**YOUR OBJECTIVE**: The line containing "let last_claim = last.map(|r|" marks the end: quote every line from the start of the records below through it, word for word.

**EXTRACTED DATA**:
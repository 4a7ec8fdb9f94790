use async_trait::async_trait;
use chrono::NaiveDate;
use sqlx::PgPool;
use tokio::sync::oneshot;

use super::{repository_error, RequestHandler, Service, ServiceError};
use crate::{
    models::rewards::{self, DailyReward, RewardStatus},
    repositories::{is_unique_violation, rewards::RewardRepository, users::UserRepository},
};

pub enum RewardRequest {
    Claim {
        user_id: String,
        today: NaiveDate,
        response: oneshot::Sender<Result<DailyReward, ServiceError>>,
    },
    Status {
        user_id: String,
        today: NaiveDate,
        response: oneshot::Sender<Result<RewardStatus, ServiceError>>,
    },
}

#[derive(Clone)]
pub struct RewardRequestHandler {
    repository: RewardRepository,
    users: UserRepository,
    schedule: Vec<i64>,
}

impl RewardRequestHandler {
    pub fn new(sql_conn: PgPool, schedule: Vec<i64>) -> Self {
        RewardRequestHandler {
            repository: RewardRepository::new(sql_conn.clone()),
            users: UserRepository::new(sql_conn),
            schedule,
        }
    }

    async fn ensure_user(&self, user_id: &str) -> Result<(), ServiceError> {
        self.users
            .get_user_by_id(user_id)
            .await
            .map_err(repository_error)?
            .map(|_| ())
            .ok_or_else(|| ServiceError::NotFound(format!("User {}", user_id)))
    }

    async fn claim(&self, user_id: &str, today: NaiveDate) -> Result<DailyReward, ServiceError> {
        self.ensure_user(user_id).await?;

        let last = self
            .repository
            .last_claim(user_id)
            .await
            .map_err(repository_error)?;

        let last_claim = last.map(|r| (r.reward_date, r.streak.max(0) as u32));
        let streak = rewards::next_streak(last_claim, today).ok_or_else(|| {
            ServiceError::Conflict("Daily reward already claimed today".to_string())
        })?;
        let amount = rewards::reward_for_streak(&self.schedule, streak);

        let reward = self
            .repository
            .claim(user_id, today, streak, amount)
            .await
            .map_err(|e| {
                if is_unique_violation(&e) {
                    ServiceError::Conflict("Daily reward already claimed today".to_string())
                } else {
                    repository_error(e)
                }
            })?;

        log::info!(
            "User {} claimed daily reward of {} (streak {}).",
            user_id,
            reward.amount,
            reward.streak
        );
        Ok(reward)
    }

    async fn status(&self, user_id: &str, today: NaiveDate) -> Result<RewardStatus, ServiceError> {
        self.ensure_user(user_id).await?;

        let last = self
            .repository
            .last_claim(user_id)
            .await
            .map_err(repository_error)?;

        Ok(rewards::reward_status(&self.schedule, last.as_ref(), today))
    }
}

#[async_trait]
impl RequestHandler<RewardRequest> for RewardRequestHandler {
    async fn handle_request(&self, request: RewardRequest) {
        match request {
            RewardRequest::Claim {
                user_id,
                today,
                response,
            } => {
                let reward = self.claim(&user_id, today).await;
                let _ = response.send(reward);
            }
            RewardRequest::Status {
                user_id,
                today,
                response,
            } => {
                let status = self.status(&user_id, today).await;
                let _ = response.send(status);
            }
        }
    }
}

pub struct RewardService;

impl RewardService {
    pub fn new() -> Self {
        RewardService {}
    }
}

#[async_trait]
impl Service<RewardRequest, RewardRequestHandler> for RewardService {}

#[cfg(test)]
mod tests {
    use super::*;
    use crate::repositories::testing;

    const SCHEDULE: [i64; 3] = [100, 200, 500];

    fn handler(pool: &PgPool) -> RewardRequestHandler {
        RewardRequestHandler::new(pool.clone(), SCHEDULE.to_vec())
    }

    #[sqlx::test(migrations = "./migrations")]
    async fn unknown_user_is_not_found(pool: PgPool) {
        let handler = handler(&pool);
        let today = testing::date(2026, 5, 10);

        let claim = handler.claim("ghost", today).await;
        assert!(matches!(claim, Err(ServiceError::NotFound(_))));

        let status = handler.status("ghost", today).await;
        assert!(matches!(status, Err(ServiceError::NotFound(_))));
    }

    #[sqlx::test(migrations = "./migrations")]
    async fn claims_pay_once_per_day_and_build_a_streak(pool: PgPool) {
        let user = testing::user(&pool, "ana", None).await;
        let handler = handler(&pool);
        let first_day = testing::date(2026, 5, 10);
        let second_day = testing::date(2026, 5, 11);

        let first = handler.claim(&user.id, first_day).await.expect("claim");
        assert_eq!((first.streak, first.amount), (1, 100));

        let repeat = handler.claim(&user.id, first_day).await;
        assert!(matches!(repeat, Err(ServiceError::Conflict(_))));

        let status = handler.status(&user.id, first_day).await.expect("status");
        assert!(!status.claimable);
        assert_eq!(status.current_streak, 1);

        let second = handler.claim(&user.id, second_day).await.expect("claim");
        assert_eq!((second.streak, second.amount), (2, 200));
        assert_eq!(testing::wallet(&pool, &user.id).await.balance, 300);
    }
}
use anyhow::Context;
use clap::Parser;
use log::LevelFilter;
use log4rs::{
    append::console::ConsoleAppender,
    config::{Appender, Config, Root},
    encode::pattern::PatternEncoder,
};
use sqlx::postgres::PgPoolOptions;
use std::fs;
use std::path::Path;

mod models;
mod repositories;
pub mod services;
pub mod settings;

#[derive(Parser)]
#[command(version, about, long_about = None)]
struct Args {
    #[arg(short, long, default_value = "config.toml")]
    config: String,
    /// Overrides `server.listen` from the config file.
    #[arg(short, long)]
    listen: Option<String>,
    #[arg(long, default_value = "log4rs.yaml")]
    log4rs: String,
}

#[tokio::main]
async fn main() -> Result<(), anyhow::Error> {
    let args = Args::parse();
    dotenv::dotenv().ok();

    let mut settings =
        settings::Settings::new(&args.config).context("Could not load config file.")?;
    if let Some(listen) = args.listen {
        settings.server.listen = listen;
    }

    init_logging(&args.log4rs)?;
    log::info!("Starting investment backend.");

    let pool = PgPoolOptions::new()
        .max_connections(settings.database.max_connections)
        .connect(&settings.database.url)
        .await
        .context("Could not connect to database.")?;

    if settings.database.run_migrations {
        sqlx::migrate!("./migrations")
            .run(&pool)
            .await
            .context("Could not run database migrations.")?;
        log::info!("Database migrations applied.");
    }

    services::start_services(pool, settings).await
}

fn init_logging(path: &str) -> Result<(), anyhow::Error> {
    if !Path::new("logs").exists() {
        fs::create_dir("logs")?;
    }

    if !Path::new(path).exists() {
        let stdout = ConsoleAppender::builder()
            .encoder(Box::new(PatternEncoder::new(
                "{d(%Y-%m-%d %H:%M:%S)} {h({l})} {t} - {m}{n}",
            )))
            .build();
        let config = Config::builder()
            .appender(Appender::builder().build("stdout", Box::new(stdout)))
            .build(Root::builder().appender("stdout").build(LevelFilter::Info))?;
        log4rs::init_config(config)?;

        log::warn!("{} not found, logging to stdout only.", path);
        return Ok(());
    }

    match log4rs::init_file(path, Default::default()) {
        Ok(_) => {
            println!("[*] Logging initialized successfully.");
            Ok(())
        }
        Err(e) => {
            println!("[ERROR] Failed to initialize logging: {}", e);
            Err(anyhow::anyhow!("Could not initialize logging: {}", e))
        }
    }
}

**OUTPUT OF THE EXERCISE**:
repository 4a7ec8fdb9f94790
use async_trait::async_trait;
use chrono::NaiveDate;
use sqlx::PgPool;
use tokio::sync::oneshot;

use super::{repository_error, RequestHandler, Service, ServiceError};
use crate::{
    models::rewards::{self, DailyReward, RewardStatus},
    repositories::{is_unique_violation, rewards::RewardRepository, users::UserRepository},
};

pub enum RewardRequest {
    Claim {
        user_id: String,
        today: NaiveDate,
        response: oneshot::Sender<Result<DailyReward, ServiceError>>,
    },
    Status {
        user_id: String,
        today: NaiveDate,
        response: oneshot::Sender<Result<RewardStatus, ServiceError>>,
    },
}

#[derive(Clone)]
pub struct RewardRequestHandler {
    repository: RewardRepository,
    users: UserRepository,
    schedule: Vec<i64>,
}

impl RewardRequestHandler {
    pub fn new(sql_conn: PgPool, schedule: Vec<i64>) -> Self {
        RewardRequestHandler {
            repository: RewardRepository::new(sql_conn.clone()),
            users: UserRepository::new(sql_conn),
            schedule,
        }
    }

    async fn ensure_user(&self, user_id: &str) -> Result<(), ServiceError> {
        self.users
            .get_user_by_id(user_id)
            .await
            .map_err(repository_error)?
            .map(|_| ())
            .ok_or_else(|| ServiceError::NotFound(format!("User {}", user_id)))
    }

    async fn claim(&self, user_id: &str, today: NaiveDate) -> Result<DailyReward, ServiceError> {
        self.ensure_user(user_id).await?;

        let last = self
            .repository
            .last_claim(user_id)
            .await
            .map_err(repository_error)?;

        let last_claim = last.map(|r| (r.reward_date, r.streak.max(0) as u32));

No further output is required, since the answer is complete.